Après qu’il eut quitté le Père La Combe quoiqu’il fut tard, (celui-ci) ne put s’empêcher de m’écrire que ce que je lui avais mandé d’un tel père était bien véritable, qu’il était changé, mais changé de bonne manière, et qu’il était rempli de joie, qu’il avait voulu avant la nuit me faire part de cette bonne nouvelle. Je restai toute la nuit sur le carreau, sans dormir un moment, pénétrée d’onction des desseins de Dieu sur cette âme. Quelques jours après, Notre-Seigneur me fit connaître encore la même chose avec beaucoup d’onction, les grands desseins qu’il avait sur cet homme, qui est très savant et bon prédicateur. Je fus encore une nuit sans dormir, toute pleine d’onction. Je ne pus m’empêcher de lui écrire les desseins que je croyais que Notre-Seigneur avait sur lui : je donnai la lettre tout ouverte au père La Combe pour la lui donner. Il hésita quelque temps s’il la lui donnerait, n’osant se fier si tôt à lui ; comme il avait pris la résolution de la retenir ce Père passa devant lui, il ne put s’empêcher de la lui donner. Loin d’en faire des railleries, il en fut fort touché et résolut de se donner tout à fait à Dieu. Il a peine à rompre tous ses liens, et semble encore être partagé entre Dieu et des attaches qui lui paraissent innocentes, quoique Dieu lui donne quantité de coups pour l’abattre tout à fait ; mais ses résistances ne me font point perdre l’espérance de ce qu’il sera un jour.

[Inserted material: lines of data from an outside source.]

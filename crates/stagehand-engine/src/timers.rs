use std::time::Duration;

use stagehand_registry::CompleteHook;
use stagehand_types::{TaskId, TaskKind, TaskResult};
use tokio::time::MissedTickBehavior;

use crate::coordinator::{Coordinator, Inner};
use crate::options::{TaskContext, TaskOptions};

/// How many scheduler passes an idle task lets drain before it runs.
const IDLE_YIELD_BUDGET: usize = 32;

impl<V: Clone + Send + 'static> Coordinator<V> {
    /// Run a payload on the next tick of the runtime.
    pub fn set_immediate<F>(&self, payload: F, opts: TaskOptions) -> TaskId
    where
        F: FnOnce(&TaskContext) -> TaskResult<V> + Send + 'static,
    {
        self.set_immediate_with(payload, opts, Vec::new())
    }

    pub(crate) fn set_immediate_with<F>(
        &self,
        payload: F,
        opts: TaskOptions,
        waiters: Vec<CompleteHook<V>>,
    ) -> TaskId
    where
        F: FnOnce(&TaskContext) -> TaskResult<V> + Send + 'static,
    {
        let weak = self.weak_inner();
        self.register_spawned(
            TaskKind::Immediate,
            false,
            opts,
            waiters,
            None,
            move |ctx| async move {
                tokio::task::yield_now().await;
                Inner::complete_single(&weak, TaskKind::Immediate, &ctx, payload);
            },
        )
    }

    /// Run a payload once after `delay`. A zero delay fires on the next
    /// scheduler pass.
    pub fn set_timeout<F>(&self, delay: Duration, payload: F, opts: TaskOptions) -> TaskId
    where
        F: FnOnce(&TaskContext) -> TaskResult<V> + Send + 'static,
    {
        self.set_timeout_with(delay, payload, opts, Vec::new())
    }

    pub(crate) fn set_timeout_with<F>(
        &self,
        delay: Duration,
        payload: F,
        opts: TaskOptions,
        waiters: Vec<CompleteHook<V>>,
    ) -> TaskId
    where
        F: FnOnce(&TaskContext) -> TaskResult<V> + Send + 'static,
    {
        let weak = self.weak_inner();
        self.register_spawned(
            TaskKind::Timeout,
            false,
            opts,
            waiters,
            None,
            move |ctx| async move {
                tokio::time::sleep(delay).await;
                Inner::complete_single(&weak, TaskKind::Timeout, &ctx, payload);
            },
        )
    }

    /// Run a payload every `period`. Interval tasks never self-remove;
    /// they run until cleared.
    pub fn set_interval<F>(&self, period: Duration, mut payload: F, opts: TaskOptions) -> TaskId
    where
        F: FnMut(&TaskContext) + Send + 'static,
    {
        // tokio rejects a zero interval period.
        let period = period.max(Duration::from_millis(1));
        let weak = self.weak_inner();
        self.register_spawned(
            TaskKind::Interval,
            true,
            opts,
            Vec::new(),
            None,
            move |ctx| async move {
                let mut ticker = tokio::time::interval(period);
                ticker.set_missed_tick_behavior(MissedTickBehavior::Delay);
                // Consume the immediate first tick; the first fire lands
                // one full period after registration.
                ticker.tick().await;
                loop {
                    ticker.tick().await;
                    let Some(inner) = weak.upgrade() else {
                        return;
                    };
                    if !inner
                        .registry()
                        .is_live(TaskKind::Interval, ctx.group.as_ref(), ctx.id)
                    {
                        return;
                    }
                    drop(inner);
                    payload(&ctx);
                }
            },
        )
    }

    /// Run a payload on the next frame-clock tick.
    pub fn request_frame<F>(&self, payload: F, opts: TaskOptions) -> TaskId
    where
        F: FnOnce(&TaskContext) -> TaskResult<V> + Send + 'static,
    {
        self.request_frame_with(payload, opts, Vec::new())
    }

    pub(crate) fn request_frame_with<F>(
        &self,
        payload: F,
        opts: TaskOptions,
        waiters: Vec<CompleteHook<V>>,
    ) -> TaskId
    where
        F: FnOnce(&TaskContext) -> TaskResult<V> + Send + 'static,
    {
        let mut frames = self.inner().frame_clock().subscribe();
        let weak = self.weak_inner();
        self.register_spawned(
            TaskKind::Frame,
            false,
            opts,
            waiters,
            None,
            move |ctx| async move {
                if frames.changed().await.is_err() {
                    // Clock gone: the coordinator dropped mid-flight.
                    return;
                }
                Inner::complete_single(&weak, TaskKind::Frame, &ctx, payload);
            },
        )
    }

    /// Run a payload once the runtime has drained its queue, no later than
    /// `deadline` when one is given.
    pub fn request_idle<F>(
        &self,
        payload: F,
        deadline: Option<Duration>,
        opts: TaskOptions,
    ) -> TaskId
    where
        F: FnOnce(&TaskContext) -> TaskResult<V> + Send + 'static,
    {
        self.request_idle_with(payload, deadline, opts, Vec::new())
    }

    pub(crate) fn request_idle_with<F>(
        &self,
        payload: F,
        deadline: Option<Duration>,
        opts: TaskOptions,
        waiters: Vec<CompleteHook<V>>,
    ) -> TaskId
    where
        F: FnOnce(&TaskContext) -> TaskResult<V> + Send + 'static,
    {
        let weak = self.weak_inner();
        self.register_spawned(
            TaskKind::Idle,
            false,
            opts,
            waiters,
            None,
            move |ctx| async move {
                let drain = async {
                    for _ in 0..IDLE_YIELD_BUDGET {
                        tokio::task::yield_now().await;
                    }
                };
                match deadline {
                    Some(cap) => {
                        tokio::select! {
                            _ = drain => {}
                            _ = tokio::time::sleep(cap) => {}
                        }
                    }
                    None => drain.await,
                }
                Inner::complete_single(&weak, TaskKind::Idle, &ctx, payload);
            },
        )
    }
}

[5.] Avant son changement, je vis en songe quantité d’oiseaux fort beaux, que chacun poursuivait à la chasse avec grand soin et avec envie de les prendre, et je les regardais tous sans y prendre de part et sans vouloir les prendre. Je fus fort étonné de voir qu’ils venaient tous se donner à moi, sans que je fisse aucun effort pour les avoir. Parmi tous ceux qui se donnèrent qui étaient en assez grand nombre, il y en eut un d’une beauté extraordinaire et qui surpassait de beaucoup tous les autres. Tout le monde était empressé pour gagner celui-là ; après s’être enfui de tous, et de moi aussi bien que des autres, il se vint donner à moi lorsque je ne l’attendais plus. Il y en eut un des autres qui après être venu, voltigea longtemps, tantôt se donnant, tantôt se retirant, puis il se donna tout à fait. Celui-là parut être le religieux dont j’ai parlé. D’autres se retirèrent tout à fait. J’eus deux nuits le même songe, mais le bel oiseau, qui n’avait pas de pareil, ne m’est pas inconnu, quoiqu’il ne soit pas encore venu. Que ce soit devant ou après ma mort qu’il se donne tout à Dieu, je suis assurée que cela sera.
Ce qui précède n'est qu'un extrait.